In this paper, we propose a novel and universally applicable scheme for suppressing the frequency drift of IMPFs. By utilizing a high-Q microring resonator (MRR) as a frequency monitoring unit (FMU) to track the instantaneous frequency drift caused by the OC and the PIC temperature fluctuations, the PIF is simultaneously tuned to follow this frequency variation. Thus the IMPF frequency drift can be suppressed based on the differential scheme. We demonstrate the proposed IMPF scheme on the Si₃N₄ platform, and the frequency drift is measured to be tens of MHz in one hour without complex laser frequency stabilization schemes and temperature control systems. Compared with conventional IMPFs, the frequency drift is obviously suppressed by 86.3%. On the basis of our previous work presented in MWP2019, we optimize the theoretical model to further eliminate the mutual crosstalk between two MRRs and experimentally characterize the dynamic performance of the servo-loop and tuning characteristics. Moreover, the causes of residual frequency drifts of the proposed IMPF are analyzed in detail.

2. Principle

The principles of conventional IMPF schemes based on the photonic filter unit (PFU) [7] can be summarized as follows. RF signal is modulated to the OC and the first-order sideband is filtered by a PFU, which can be an optical band pass filter or notch filter. Then, the corresponding filtered sideband is down converted to recover the processed RF signal by coherent detection with the OC. The transmission response of IMPF is basically decided by characteristics of the employed PFU. And the center frequency of IMPF is equal to the frequency spacing between the OC and the PFU. Assuming the initial frequency of the OC and the PFU are f_OC and f_PFU, respectively, thus the center frequency of IMPF can be expressed as

(1)$${f_{IMPF}} = ({f_{PFU}} - {f_{OC}}) + (\Delta {f_{PFU}}(t) - \Delta {f_{OC}}(t)),$$

where Δf_OC(t) and Δf_PFU(t) are instantaneous frequency drifts caused by the OC and temperature fluctuations of the PIC. In this case, the frequency fluctuations of the OC and the PFU are both reflected in the IMPF frequency drift, which hinders the practical application of conventional IMPFs.

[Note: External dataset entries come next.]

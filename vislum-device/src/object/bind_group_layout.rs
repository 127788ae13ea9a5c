use smallvec::SmallVec;
use vislum_cache::{Cached, Fingerprint};

use crate::{
    backend::DeviceBackend,
    error::{DeviceError, DeviceResult},
};

/// The entries of a bind group layout, kept sorted by binding so the order they
/// were given in does not matter.
#[derive(Debug, Clone, Default, PartialEq, Eq, Hash, Fingerprint)]
pub struct BindGroupLayoutDescriptor {
    entries: SmallVec<[wgpu::BindGroupLayoutEntry; 4]>,
}

impl BindGroupLayoutDescriptor {
    pub fn new(entries: impl IntoIterator<Item = wgpu::BindGroupLayoutEntry>) -> Self {
        let mut entries: SmallVec<[wgpu::BindGroupLayoutEntry; 4]> = entries.into_iter().collect();
        entries.sort_by_key(|entry| entry.binding);
        Self { entries }
    }

    #[inline]
    pub fn entries(&self) -> &[wgpu::BindGroupLayoutEntry] {
        &self.entries
    }

    pub(crate) fn validate(&self, limits: &wgpu::Limits) -> DeviceResult<()> {
        if let Some(pair) = self
            .entries
            .windows(2)
            .find(|pair| pair[0].binding == pair[1].binding)
        {
            return Err(DeviceError::validation(format!(
                "binding {} is declared more than once",
                pair[0].binding
            )));
        }

        if self.entries.len() > limits.max_bindings_per_bind_group as usize {
            return Err(DeviceError::validation(format!(
                "{} bindings exceed the limit of {}",
                self.entries.len(),
                limits.max_bindings_per_bind_group
            )));
        }

        Ok(())
    }
}

pub type BindGroupLayout<B> =
    Cached<BindGroupLayoutDescriptor, <B as DeviceBackend>::BindGroupLayout>;

#[cfg(test)]
mod tests {
    use super::*;

    fn uniform(binding: u32) -> wgpu::BindGroupLayoutEntry {
        wgpu::BindGroupLayoutEntry {
            binding,
            visibility: wgpu::ShaderStages::VERTEX_FRAGMENT,
            ty: wgpu::BindingType::Buffer {
                ty: wgpu::BufferBindingType::Uniform,
                has_dynamic_offset: false,
                min_binding_size: None,
            },
            count: None,
        }
    }

    #[test]
    fn entries_are_sorted_by_binding() {
        let descriptor = BindGroupLayoutDescriptor::new([uniform(2), uniform(0), uniform(1)]);
        let bindings: Vec<_> = descriptor.entries().iter().map(|e| e.binding).collect();

        assert_eq!(bindings, [0, 1, 2]);
        assert_eq!(
            descriptor,
            BindGroupLayoutDescriptor::new([uniform(0), uniform(1), uniform(2)])
        );
    }

    #[test]
    fn duplicate_bindings_are_rejected() {
        let descriptor = BindGroupLayoutDescriptor::new([uniform(1), uniform(0), uniform(1)]);
        assert!(matches!(
            descriptor.validate(&wgpu::Limits::default()),
            Err(DeviceError::Validation(_))
        ));
    }

    #[test]
    fn empty_layouts_are_valid() {
        assert!(
            BindGroupLayoutDescriptor::default()
                .validate(&wgpu::Limits::default())
                .is_ok()
        );
    }
}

In the proposed IMPF scheme, a high-Q MRR is employed as a frequency monitoring unit (FMU) on the same PIC. And a real-time frequency tuning (denoted as f_T(t)) is applied on the FMU to capture the instantaneous frequency drifts caused by the OC and the PIC. Assume the same frequency tuning f_T(t) is also applied on the PFU simultaneously, then the IMPF frequency drift caused by the OC and the PIC can be significantly suppressed together based on the differential scheme. The schematic diagram is illustrated in Fig. 1 and the detailed principle is discussed below.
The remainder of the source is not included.